It will take years to get Deutsche Bahn back on track
IN MID-MAY GERMANS were bracing for the third, and longest, national rail strike this year. Deutsche Bahn (DB) was locked in a dispute over pay with EVG, the union representing most German railway workers, including 180,000 at the state-run behemoth. At the last minute union leaders called off a 50-hour stoppage that was going to begin on the evening of May 14th. German travellers breathed a sigh of relief—and then gasped as DB failed to reinstate all of the 50,000 cancelled services. The next day roads were clogged by commuters who, worried about getting stuck at a train station, took the car instead.

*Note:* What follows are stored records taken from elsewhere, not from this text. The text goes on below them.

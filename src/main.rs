use clap::{Parser, Subcommand};
use folio::contact::{ContactFields, ContactForm, EmailJsRelay, RelayCredentials, SubmitOutcome};
use folio::{config, content, generate, logging, output};
use std::path::PathBuf;

/// `X.Y.Z` on a tagged release, `dev@<revision>` otherwise.
fn version_string() -> &'static str {
    if env!("FOLIO_RELEASE") == "true" {
        return env!("CARGO_PKG_VERSION");
    }
    match env!("FOLIO_REVISION") {
        "" => "dev@unknown",
        revision => Box::leak(format!("dev@{revision}").into_boxed_str()),
    }
}

#[derive(Parser)]
#[command(name = "folio")]
#[command(about = "Static generator for a single-page developer portfolio")]
#[command(long_about = "\
Static generator for a single-page developer portfolio

Content files describe the page; sections render in a fixed order
(home, about-me, skills, education, certifications, projects, contact).

Content structure:

  content/
  ├── profile.toml          # Name, role, typed phrases, contact details (required)
  ├── about.md              # Biography (markdown)
  ├── skills.toml           # [[group]] with [[group.skill]] entries
  ├── education.toml        # [[entry]] timeline
  ├── certifications.toml   # [[certification]] cards
  ├── projects.toml         # [[project]] cards (first `preview` shown)
  ├── config.toml           # Site config (optional, overrides defaults)
  └── assets/               # Copied to the output root

Contact relay credentials are read from EMAILJS_SERVICE_ID,
EMAILJS_TEMPLATE_ID and EMAILJS_PUBLIC_KEY at build time.

Run 'folio gen-config' to generate a documented config.toml.")]
#[command(version = version_string())]
struct Cli {
    /// Content directory
    #[arg(long, default_value = "content", global = true)]
    source: PathBuf,

    /// Output directory
    #[arg(long, default_value = "dist", global = true)]
    output: PathBuf,

    /// Show debug diagnostics on stderr
    #[arg(short, long, global = true)]
    verbose: bool,

    #[command(subcommand)]
    command: Command,
}

#[derive(Subcommand)]
enum Command {
    /// Render the page into the output directory
    Build,
    /// Validate the content directory without building
    Check,
    /// Print a stock config.toml with all options documented
    GenConfig,
    /// Send one message through the contact relay
    SendMessage {
        /// Sender's full name
        #[arg(long)]
        name: String,
        /// Sender's email address
        #[arg(long)]
        email: String,
        /// Message body
        #[arg(long)]
        message: String,
    },
}

fn main() -> Result<(), Box<dyn std::error::Error>> {
    let cli = Cli::parse();
    logging::init_cli_logger(cli.verbose);

    match cli.command {
        Command::Build => {
            println!("==> Loading {}", cli.source.display());
            let content = content::load(&cli.source)?;
            let credentials = RelayCredentials::from_env();
            println!("==> Generating HTML → {}", cli.output.display());
            let report = generate::generate(&content, &cli.output, credentials.as_ref())?;
            output::print_build_output(&report);
            println!("==> Build complete: {}", cli.output.display());
        }
        Command::Check => {
            println!("==> Checking {}", cli.source.display());
            let content = content::load(&cli.source)?;
            let credentials = RelayCredentials::from_env();
            output::print_check_output(&content, credentials.as_ref());
            println!("==> Content is valid");
        }
        Command::GenConfig => {
            print!("{}", config::stock_config_toml());
        }
        Command::SendMessage {
            name,
            email,
            message,
        } => {
            let site_config = config::load_config(&cli.source)?;
            let relay = EmailJsRelay::new(&site_config.contact)?;
            let mut form = ContactForm::new();
            *form.fields_mut() = ContactFields {
                full_name: name,
                email,
                message,
            };
            let outcome = form.submit(&relay, RelayCredentials::from_env())?;
            println!("{}", outcome.notification().message);
            match outcome {
                SubmitOutcome::Sent => {}
                SubmitOutcome::MissingConfiguration(missing) => return Err(missing.into()),
                SubmitOutcome::Failed(err) => return Err(err.into()),
            }
        }
    }

    Ok(())
}
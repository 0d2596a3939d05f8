//! Page sections and header navigation.
//!
//! Section anchors are the only addressable locations on the page. They are
//! rendered in [`SectionId::ALL`] order, which is also the order the
//! scroll-spy walks them.

use serde::Serialize;
use std::fmt;

#[derive(Debug, Clone, Copy, PartialEq, Eq, Hash, Serialize)]
#[serde(rename_all = "kebab-case")]
pub enum SectionId {
    Home,
    AboutMe,
    Skills,
    Education,
    Certifications,
    Projects,
    Contact,
}

impl SectionId {
    /// Document order.
    pub const ALL: [SectionId; 7] = [
        SectionId::Home,
        SectionId::AboutMe,
        SectionId::Skills,
        SectionId::Education,
        SectionId::Certifications,
        SectionId::Projects,
        SectionId::Contact,
    ];

    /// The element id / anchor name.
    pub fn as_str(self) -> &'static str {
        match self {
            SectionId::Home => "home",
            SectionId::AboutMe => "about-me",
            SectionId::Skills => "skills",
            SectionId::Education => "education",
            SectionId::Certifications => "certifications",
            SectionId::Projects => "projects",
            SectionId::Contact => "contact",
        }
    }

    /// `href` used by links to this section. Home links to the page top.
    pub fn href(self) -> String {
        match self {
            SectionId::Home => "#".to_string(),
            other => format!("#{}", other.as_str()),
        }
    }
}

impl fmt::Display for SectionId {
    fn fmt(&self, f: &mut fmt::Formatter<'_>) -> fmt::Result {
        f.write_str(self.as_str())
    }
}

/// One entry in the header navigation.
#[derive(Debug, Clone, Copy, PartialEq, Eq)]
pub struct NavLink {
    pub label: &'static str,
    pub section: SectionId,
}

impl NavLink {
    const fn new(label: &'static str, section: SectionId) -> Self {
        Self { label, section }
    }
}

/// Header links. Certifications sit between Education and Projects on the
/// page but are reached by scrolling rather than a dedicated link.
pub const NAV_LINKS: [NavLink; 6] = [
    NavLink::new("Home", SectionId::Home),
    NavLink::new("About", SectionId::AboutMe),
    NavLink::new("Skills", SectionId::Skills),
    NavLink::new("Education", SectionId::Education),
    NavLink::new("Projects", SectionId::Projects),
    NavLink::new("Contact", SectionId::Contact),
];
#![allow(dead_code)]

use std::{fs, path::PathBuf};

use uuid::Uuid;

pub fn temp_root() -> PathBuf {
    let root = std::env::temp_dir().join(format!("classmark-{}", Uuid::new_v4()));
    fs::create_dir_all(&root).expect("create temp root");
    root
}

pub const COHORT: &str = "3 50\n101 80 60\n102 20 90\n103 50 50\n";
#![warn(missing_docs)]
#![warn(clippy::missing_docs_in_private_items)]

//! # classmark
//!
//! Reads a marks file, grades every student, writes the sorted results to
//! `ex5data_out.txt` and prints how the grades are distributed.
//!
//! ```text
//! 3 50
//! 101 80 60
//! 102 20 90
//! 103 50 50
//! ```
//!
//! The first line holds the number of students and the coursework weight as a
//! percentage; every other line holds a registration number, an exam mark and
//! a coursework mark.

use std::{io, path::PathBuf};

use anyhow::Result;
use bpaf::*;
use classmark::{
    config::RunOptions,
    constants::{DEFAULT_PROMPT_ATTEMPTS, OUTPUT_FILE},
    input::TerminalPrompt,
};
use tracing::{Level, metadata::LevelFilter};
use tracing_subscriber::{fmt, prelude::*, util::SubscriberInitExt};

/// Parsed command line.
#[derive(Debug, Clone)]
struct Cli {
    /// Log at debug level
    verbose: bool,
    /// Options for the run itself
    options: RunOptions,
}

/// Parse the command line arguments and return a `Cli`
fn options() -> Cli {
    /// parses the marks file name
    fn f() -> impl Parser<Option<PathBuf>> {
        positional::<PathBuf>("FILE")
            .help("Marks file to grade; asks for one when omitted")
            .optional()
    }

    /// parses how many file names may be tried
    fn a() -> impl Parser<usize> {
        long("attempts")
            .help("How many file names to ask for before giving up")
            .argument::<usize>("N")
            .guard(|n| *n > 0, "attempts must be at least 1")
            .fallback(DEFAULT_PROMPT_ATTEMPTS)
            .display_fallback()
    }

    let json = long("json")
        .help("Print the grade summary as JSON")
        .switch();
    let verbose = short('v')
        .long("verbose")
        .help("Log every stage of the run")
        .switch();

    let input = f();
    let attempts = a();
    let options = construct!(input, attempts, json).map(|(input, attempts, json)| RunOptions {
        input,
        output: PathBuf::from(OUTPUT_FILE),
        attempts,
        json,
    });

    construct!(Cli { verbose, options })
        .to_options()
        .descr("Grade a cohort from exam and coursework marks")
        .run()
}

fn main() -> Result<()> {
    let cli = options();

    let fmt = fmt::layer()
        .with_writer(io::stderr)
        .without_time()
        .with_file(false)
        .with_line_number(false);
    let level = if cli.verbose { Level::DEBUG } else { Level::INFO };
    let filter_layer = LevelFilter::from_level(level);
    tracing_subscriber::registry()
        .with(fmt)
        .with(filter_layer)
        .init();

    let mut prompt = TerminalPrompt::stdio();
    classmark::run(&cli.options, &mut prompt, &mut io::stdout())?;

    Ok(())
}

On May 23rd DB and the union met for a fourth round of wage talks, with no long-term resolution in sight. And labour unrest is only one of many fronts on which DB is fighting. Once a source of national pride, it has become the butt of bad jokes (“We have one about DB but we don’t know whether it will work”). In April just 70% of its long-distance trains were on time. And even that was an improvement on the whole of last year, when only 60% were punctual; the company’s (unambitious) goal is at least 80%. DB services are “too crowded, too old and too kaputt”, Berthold Huber, who sits on DB’s board, told the Süddeutsche Zeitung, a daily, this month.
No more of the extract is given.